Hard to believe it’s been a year since my last post! So much has happened in that time. Good stuff.
I’ve recently come to realize that so many of the posts on here have been of me bitching and whining. Hindsight is 20/20 and now I can see I was looking at the situation all wrong. In every situation you have choices. Sometimes our fears and insecurities prevent us from seeing any other door than the one we just came through.
I started a new job this past September. It’s far from a glamorous job, and well below my earning potential. BUT, it is 1 mile from my house, and it’s basically a brand new company. Three guys with their own similar companies merged into one company to save costs and price their goods more competitively.

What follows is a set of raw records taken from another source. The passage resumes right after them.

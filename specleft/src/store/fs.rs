//! Directory-backed result store.

use std::io::{self, Write};
use std::sync::atomic::{AtomicU64, Ordering};

use camino::{Utf8Path, Utf8PathBuf};
use cap_std::{ambient_authority, fs_utf8::Dir};

use super::{ResultStore, decode, encode};
use crate::ids::RunId;
use crate::model::ResultSet;
use crate::{SpecleftError, SpecleftResult};

const FILE_PREFIX: &str = "results_";
const FILE_SUFFIX: &str = ".json";

/// Stores each run as `results_<run_id>.json` under a root directory.
///
/// Records are written to a uniquely named hidden sibling, synced, then
/// renamed into place, so readers only ever see complete records.
#[derive(Debug)]
pub struct FsResultStore {
    root: Utf8PathBuf,
    counter: AtomicU64,
}

impl FsResultStore {
    /// Store rooted at `root`. The directory is created on first save.
    pub fn new(root: impl Into<Utf8PathBuf>) -> Self {
        Self {
            root: root.into(),
            counter: AtomicU64::new(0),
        }
    }

    /// Root directory.
    #[must_use]
    pub fn root(&self) -> &Utf8Path {
        &self.root
    }

    /// Path of the record for `run_id`.
    #[must_use]
    pub fn path_for(&self, run_id: &RunId) -> Utf8PathBuf {
        self.root.join(file_name(run_id))
    }

    fn open_root(&self) -> io::Result<Dir> {
        Dir::open_ambient_dir(&self.root, ambient_authority())
    }

    fn temp_name(&self, run_id: &RunId) -> String {
        let n = self.counter.fetch_add(1, Ordering::Relaxed);
        format!(".{}.{}.{n}.tmp", file_name(run_id), std::process::id())
    }

    fn write_atomically(&self, dir: &Dir, run_id: &RunId, bytes: &[u8]) -> io::Result<()> {
        let temp = self.temp_name(run_id);
        let written = dir.create(&temp).and_then(|mut file| {
            file.write_all(bytes)?;
            file.sync_all()
        });
        let published = written.and_then(|()| dir.rename(&temp, dir, file_name(run_id)));
        if published.is_err() {
            let _unused = dir.remove_file(&temp);
        }
        published
    }
}

fn file_name(run_id: &RunId) -> String {
    format!("{FILE_PREFIX}{run_id}{FILE_SUFFIX}")
}

fn run_id_of(name: &str) -> Option<RunId> {
    let id = name.strip_prefix(FILE_PREFIX)?.strip_suffix(FILE_SUFFIX)?;
    RunId::parse(id).ok()
}

impl ResultStore for FsResultStore {
    fn save(&self, set: &ResultSet) -> SpecleftResult<()> {
        let path = self.path_for(set.run_id());
        let bytes = encode(set).map_err(|e| SpecleftError::store_write(&path, e.into()))?;
        Dir::create_ambient_dir_all(&self.root, ambient_authority())
            .and_then(|()| self.open_root())
            .and_then(|dir| self.write_atomically(&dir, set.run_id(), &bytes))
            .map_err(|e| SpecleftError::store_write(&path, e))?;
        tracing::debug!(run = %set.run_id(), path = %path, results = set.len(), "result set saved");
        Ok(())
    }

    fn load(&self, run_id: &RunId) -> SpecleftResult<ResultSet> {
        let path = self.path_for(run_id);
        let bytes = self
            .open_root()
            .and_then(|dir| dir.read(file_name(run_id)))
            .map_err(|e| match e.kind() {
                io::ErrorKind::NotFound => SpecleftError::not_found(run_id),
                _ => SpecleftError::store_read(&path, e),
            })?;
        decode(path.as_str(), run_id, &bytes)
    }

    fn list_runs(&self) -> SpecleftResult<Vec<RunId>> {
        let dir = match self.open_root() {
            Ok(dir) => dir,
            Err(e) if e.kind() == io::ErrorKind::NotFound => return Ok(Vec::new()),
            Err(e) => return Err(SpecleftError::store_read(&self.root, e)),
        };
        let entries = dir
            .entries()
            .map_err(|e| SpecleftError::store_read(&self.root, e))?;
        let mut runs = Vec::new();
        for listed in entries {
            let entry = listed.map_err(|e| SpecleftError::store_read(&self.root, e))?;
            let Ok(name) = entry.file_name() else {
                continue;
            };
            if let Some(run_id) = run_id_of(&name) {
                runs.push(run_id);
            }
        }
        runs.sort();
        Ok(runs)
    }
}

I don’t hate my job. It’s just that i’ve become bored. I work in the office as the receptionist/accounting/human resources/purchasing/sales assistant person. Yup. It’s me and the owners, and because it is a small company I wear many hats. Since late December I’ve only been working 24-30 hours a week. Oh, and I should mention that I took a pretty significant pay cut from my previous job. To the tune of $5/hour less. Um, and i have to pay significantly more for our health insurance. Ya, $137/week. That’s right. A week. With the combined formula of less pay per hour, less hours, and more insurance contribution, I bring home less than $300/week. I have not made this little money since high school.
For someone who was barely making ends meet, bring home more than $200/week less is a traumatizing thought.
But i’ve come to realize that i have 2 choices that i can clearly see.
1) Find a new job.
2) Grow this company.
It’s a scary thought, but I have the skill-set to grow and expand the company i’m currently with. And it’s probably easier than finding a new job in this depressed economy.